Until more clinical research comes in from other centres, Barnett still recommends a four-tablet dose. But the federal Health Protection Branch is so confident of the new findings that it will be proposing a new labelling and bottling of a reduced-dose aspirin for stroke patients which, in line with Ontario’s proposal, may be sold only in pharmacies. Dr. Ian Henderson, director of the branch’s Bureau of Human Drugs, predicts: “What we’re heading toward here in Canada is a half-tablet, about 125 mg, that is plenty for this problem. But we don’t feel that people should be selfmedicating for the prevention of stroke, especially the high-risk patients with high blood pressure.”
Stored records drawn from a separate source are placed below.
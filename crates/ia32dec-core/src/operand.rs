//! Instruction operand types.

use crate::Register;

/// An instruction operand.
#[derive(Debug, Clone, PartialEq)]
#[cfg_attr(feature = "serde", derive(serde::Serialize, serde::Deserialize))]
pub enum Operand {
    /// Register operand.
    Register(Register),
    /// Immediate value.
    Immediate(Immediate),
    /// Memory reference.
    Memory(MemoryRef),
    /// PC-relative address (used in branches/calls).
    PcRelative {
        /// Offset from the end of the instruction.
        offset: i64,
        /// Resolved target address.
        target: u64,
    },
}

impl Operand {
    /// Creates a register operand.
    pub fn reg(reg: Register) -> Self {
        Self::Register(reg)
    }

    /// Creates an immediate operand.
    pub fn imm(value: i128, size: u8) -> Self {
        Self::Immediate(Immediate {
            value,
            size,
            signed: true,
        })
    }

    /// Creates an unsigned immediate operand.
    pub fn imm_unsigned(value: u64, size: u8) -> Self {
        Self::Immediate(Immediate {
            value: value as i128,
            size,
            signed: false,
        })
    }

    /// Creates a PC-relative operand.
    pub fn pc_rel(offset: i64, target: u64) -> Self {
        Self::PcRelative { offset, target }
    }

    /// Returns the kind of this operand.
    pub fn kind(&self) -> OperandKind {
        match self {
            Self::Register(_) => OperandKind::Register,
            Self::Immediate(_) => OperandKind::Immediate,
            Self::Memory(_) => OperandKind::Memory,
            Self::PcRelative { .. } => OperandKind::Relative,
        }
    }
}

/// Operand category, known before the operand itself is materialised.
#[derive(Debug, Clone, Copy, PartialEq, Eq, Hash)]
#[cfg_attr(feature = "serde", derive(serde::Serialize, serde::Deserialize))]
pub enum OperandKind {
    Register,
    Memory,
    Immediate,
    Relative,
}

/// How an instruction uses one of its operands.
#[derive(Debug, Clone, Copy, PartialEq, Eq, Hash, Default)]
#[cfg_attr(feature = "serde", derive(serde::Serialize, serde::Deserialize))]
pub struct Access {
    pub read: bool,
    pub write: bool,
}

impl Access {
    /// Neither read nor written (LEA's address, hint NOP operands).
    pub const NONE: Self = Self {
        read: false,
        write: false,
    };
    pub const READ: Self = Self {
        read: true,
        write: false,
    };
    pub const WRITE: Self = Self {
        read: false,
        write: true,
    };
    pub const READ_WRITE: Self = Self {
        read: true,
        write: true,
    };
}

/// A fully decoded operand together with its access flags.
#[derive(Debug, Clone, PartialEq)]
#[cfg_attr(feature = "serde", derive(serde::Serialize, serde::Deserialize))]
pub struct DecodedOperand {
    /// The operand value.
    pub operand: Operand,
    /// Operand width in bits (0 when the operand has no data width).
    pub size: u16,
    /// Read/write usage.
    pub access: Access,
}

impl DecodedOperand {
    pub fn new(operand: Operand, size: u16, access: Access) -> Self {
        Self {
            operand,
            size,
            access,
        }
    }

    pub fn kind(&self) -> OperandKind {
        self.operand.kind()
    }
}

/// Immediate value operand.
#[derive(Debug, Clone, Copy, PartialEq, Eq)]
#[cfg_attr(feature = "serde", derive(serde::Serialize, serde::Deserialize))]
pub struct Immediate {
    /// The value (sign-extended to i128 for uniformity).
    pub value: i128,
    /// Encoded size in bits.
    pub size: u8,
    /// Whether this is a signed immediate.
    pub signed: bool,
}

/// Memory reference operand.
///
/// Represents x86 memory addressing like `seg:[base + index*scale + disp]`.
#[derive(Debug, Clone, PartialEq)]
#[cfg_attr(feature = "serde", derive(serde::Serialize, serde::Deserialize))]
pub struct MemoryRef {
    /// Base register (if any).
    pub base: Option<Register>,
    /// Index register (if any).
    pub index: Option<Register>,
    /// Scale factor for index (1, 2, 4, or 8).
    pub scale: u8,
    /// Displacement/offset.
    pub displacement: i64,
    /// Access size in bytes (0 for address-only operands).
    pub size: u8,
    /// Segment override.
    pub segment: Option<Register>,
}

impl MemoryRef {
    /// Creates a memory reference with base and displacement.
    pub fn base_disp(base: Register, displacement: i64, size: u8) -> Self {
        Self::sib(Some(base), None, 1, displacement, size)
    }

    /// Creates a memory reference with just a displacement (absolute address).
    pub fn absolute(address: i64, size: u8) -> Self {
        Self::sib(None, None, 1, address, size)
    }

    /// Creates a full SIB-style memory reference.
    pub fn sib(
        base: Option<Register>,
        index: Option<Register>,
        scale: u8,
        displacement: i64,
        size: u8,
    ) -> Self {
        Self {
            base,
            index,
            scale,
            displacement,
            size,
            segment: None,
        }
    }

    /// Sets the segment override.
    pub fn with_segment(mut self, segment: Register) -> Self {
        self.segment = Some(segment);
        self
    }

    /// Registers used to form the address.
    pub fn address_registers(&self) -> impl Iterator<Item = Register> + '_ {
        self.base.iter().chain(self.index.iter()).copied()
    }
}

fn size_keyword(bytes: u8) -> Option<&'static str> {
    match bytes {
        1 => Some("byte"),
        2 => Some("word"),
        4 => Some("dword"),
        8 => Some("qword"),
        16 => Some("xmmword"),
        _ => None,
    }
}

impl std::fmt::Display for Operand {
    fn fmt(&self, f: &mut std::fmt::Formatter<'_>) -> std::fmt::Result {
        match self {
            Self::Register(reg) => write!(f, "{}", reg.name()),
            Self::Immediate(imm) => {
                if imm.signed && imm.value < 0 {
                    write!(f, "-{:#x}", -imm.value)
                } else {
                    write!(f, "{:#x}", imm.value)
                }
            }
            Self::Memory(mem) => {
                if let Some(keyword) = size_keyword(mem.size) {
                    write!(f, "{} ptr ", keyword)?;
                }
                if let Some(ref segment) = mem.segment {
                    write!(f, "{}:", segment.name())?;
                }
                write!(f, "[")?;
                let mut has_content = false;

                if let Some(ref base) = mem.base {
                    write!(f, "{}", base.name())?;
                    has_content = true;
                }

                if let Some(ref index) = mem.index {
                    if has_content {
                        write!(f, " + ")?;
                    }
                    write!(f, "{}", index.name())?;
                    if mem.scale > 1 {
                        write!(f, "*{}", mem.scale)?;
                    }
                    has_content = true;
                }

                if mem.displacement != 0 || !has_content {
                    if has_content {
                        if mem.displacement > 0 {
                            write!(f, " + {:#x}", mem.displacement)?;
                        } else {
                            write!(f, " - {:#x}", mem.displacement.unsigned_abs())?;
                        }
                    } else {
                        write!(f, "{:#x}", mem.displacement)?;
                    }
                }

                write!(f, "]")
            }
            Self::PcRelative { target, .. } => write!(f, "{:#x}", target),
        }
    }
}
//! x86 prefix parsing and operand/address size resolution.

use super::MAX_INSTRUCTION_LEN;
use ia32dec_core::{Architecture, Prefixes, Rex, Segment};

fn is_legacy_prefix(byte: u8) -> bool {
    matches!(
        byte,
        0xF0 | 0xF2 | 0xF3 | 0x26 | 0x2E | 0x36 | 0x3E | 0x64 | 0x65 | 0x66 | 0x67
    )
}

/// Parse prefixes from the start of an instruction.
/// Returns the prefixes and the number of bytes consumed.
///
/// REX bytes are only prefixes in 64-bit mode and must directly precede
/// the opcode; a REX followed by another prefix is ignored. Parsing stops
/// after [`MAX_INSTRUCTION_LEN`] bytes.
pub fn parse(bytes: &[u8], arch: Architecture) -> (Prefixes, usize) {
    let mut prefixes = Prefixes::default();
    let mut offset = 0;

    while offset < bytes.len() && offset < MAX_INSTRUCTION_LEN {
        let byte = bytes[offset];

        match byte {
            // Group 1: LOCK and repeat
            0xF0 => prefixes.lock = true,
            0xF2 => {
                prefixes.repne = true;
                prefixes.rep = false;
            }
            0xF3 => {
                prefixes.rep = true;
                prefixes.repne = false;
            }

            // Group 2: Segment overrides
            0x26 => prefixes.segment = Some(Segment::ES),
            0x2E => prefixes.segment = Some(Segment::CS),
            0x36 => prefixes.segment = Some(Segment::SS),
            0x3E => prefixes.segment = Some(Segment::DS),
            0x64 => prefixes.segment = Some(Segment::FS),
            0x65 => prefixes.segment = Some(Segment::GS),

            // Group 3: Operand size override
            0x66 => prefixes.operand_size = true,

            // Group 4: Address size override
            0x67 => prefixes.address_size = true,

            0x40..=0x4F if arch == Architecture::X86_64 => {
                offset += 1;
                match bytes.get(offset) {
                    Some(&next) if is_legacy_prefix(next) || (0x40..=0x4F).contains(&next) => {
                        prefixes.rex = None;
                        continue;
                    }
                    _ => {
                        prefixes.rex = Some(Rex::from_byte(byte));
                        break;
                    }
                }
            }

            // Not a prefix
            _ => break,
        }

        // A legacy prefix cancels any REX seen before it.
        prefixes.rex = None;
        offset += 1;
    }

    (prefixes, offset)
}

/// Returns the effective operand size in bits.
///
/// `default_64` marks opcodes whose operand size defaults to 64 bits in
/// long mode (near branches, push/pop).
pub fn operand_size(prefixes: &Prefixes, arch: Architecture, default_64: bool) -> u16 {
    match arch {
        Architecture::X86_64 => {
            if prefixes.rex_w() {
                64
            } else if prefixes.operand_size {
                16
            } else if default_64 {
                64
            } else {
                32
            }
        }
        Architecture::X86 => {
            if prefixes.operand_size {
                16
            } else {
                32
            }
        }
    }
}

/// Returns the effective address size in bits.
pub fn address_size(prefixes: &Prefixes, arch: Architecture) -> u16 {
    match (arch, prefixes.address_size) {
        (Architecture::X86_64, false) => 64,
        (Architecture::X86_64, true) => 32,
        (Architecture::X86, false) => 32,
        (Architecture::X86, true) => 16,
    }
}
In a similar vein, ASA was shown by Dr. Richard Peto in Oxford, England, to reduce heart attacks by 21 per cent in
people who had already experienced one attack. His tests also showed cardiovascular mortality dropped by 16 per cent. Preliminary studies in more innovative uses of the drug are sending ripples of excitement and skepticism through the medical community. Findings suggest ASA may be useful in preventing sunburn and even in containing cancer.
As if that news wasn’t good enough for the ASA manufacturers, federal officials are monitoring test results of “a better ASA tablet” combining ASA with either dipyridamole or sulphinpyrazon for heart and stroke patients. Ultimately, government policy-makers feel ASA’s pros outweigh the cons, and Henderson argues that “restricting distribution at this stage isn’t feasible.” Even the pharmacists admit that controls could be unfair to headache-sufferers in isolated communities, on highways and on Sundays.
Nevertheless, Ontario is not alone in its bid for changes in ASA sales. Quebec pharmacists have been making the same proposal since 1973, as has B.C., but without success. The consensus is that ASA users don’t know as much about the drug as they should. And the beatification of a formerly pedestrian drug must take into account the most formidable obstacle of all—the psychological bent of the user. He wants to take two of them, whatever they are.